Em alguns casos, pode-se observar amnésia retrógrada de curta duração. A
freqüência pode variar de dezenas a centenas de crises ao dia nas
crianças não tratadas. Os eventos podem ser espontâneos ou
desencadeados, principalmente por episódios de hiperventilação. Todas as
crianças com diagnóstico de epilepsia ausência da infância necessitam
ser tratadas com drogas antiepilépticas, uma vez que as crises são
recorrentes, podem comprometer o rendimento escolar e intelectual de
forma global.
A Síndrome
de West é caracterizada clinicamente por crises epilépticas do tipo
espasmos, que se manifestam através de contrações musculares súbitas, em
flexão ou extensão, geralmente acompanhadas pelo surgimento de atraso
no desenvolvimento neuropsicomotor em graus variados. Quando a crise
tipo espasmo é associada à hipsarritmia, mesmo na ausência de atraso de
desenvolvimento neuropsicomotor, constituem a Síndrome de West.
Os
casos sintomáticos tendem a apresentar pior prognóstico quanto ao
controle das crises e maior risco de seqüelas neurológicas permanentes,
quando comparados aos casos criptogênicos ou provavelmente sintomáticos.

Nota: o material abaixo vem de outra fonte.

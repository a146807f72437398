//! Order API Module
//!
//! Checkout creation plus the polling endpoints terminals build their
//! queues from. All mutations go through the OrdersManager.

mod handler;

use axum::{
    Router,
    routing::{get, post},
};

use crate::core::ServerState;

/// Order router
pub fn router() -> Router<ServerState> {
    Router::new().nest("/api/orders", routes())
}

fn routes() -> Router<ServerState> {
    Router::new()
        // Checkout collaborator creates orders
        .route("/", post(handler::create))
        // Terminal/guest polling queue
        .route("/active", get(handler::list_active))
        // Order detail
        .route("/{id}", get(handler::get_by_id))
        // Lifecycle advance
        .route("/{id}/advance", post(handler::advance))
        // File a return against an order
        .route("/{id}/returns", post(handler::request_return))
}
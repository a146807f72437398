//! Services Module
//!
//! Clients for the excluded collaborators this core talks to:
//! - **catalog**: menu item lookup at order-creation time (price snapshot)
//! - **notify**: best-effort return-approved signal to payments/inventory

pub mod catalog;
pub mod notify;

pub use catalog::{CatalogClient, CatalogError, MenuItemInfo};
pub use notify::{HttpReturnNotifier, ReturnNotifier};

Representando entre 1,4 a 2,5% das epilepsias da infância, é uma
entidade relativamente freqüente e cujo diagnóstico e tratamento
precoces mantêm relação estreita com melhor controle das crises e menor
morbidade neurológica. A despeito do tratamento adequado, a morbidade
neurológica da síndrome de West é elevada e a mortalidade em torno de
5%.
A
Epilepsia Mioclono-Astática ou Síndrome de Doose corresponde a uma
síndrome epiléptica generalizada com polimorfismo de crises,
destacando-se as crises mioclono-astáticas, crises generalizadas
tônico-clônicas, ausências e crises tônicas (menos freqüentes). A
presença de crises mioclônicas e/ou mioclono-astáticas é obrigatória
para o diagnóstico. As crises mioclono-astáticas são marcadas por
mioclonias, geralmente envolvendo os membros superiores de forma
marcante, seguidas de perda súbita do tônus muscular e queda ao solo.
A
síndrome ocorre em crianças que inicialmente são
neurologicamente/cognitivamente saudáveis, com idade entre três e quatro
anos, sendo mais freqüente no sexo masculino. Quanto ao tratamento
medicamentoso, podem ser utilizadas várias drogas antiepilépticas.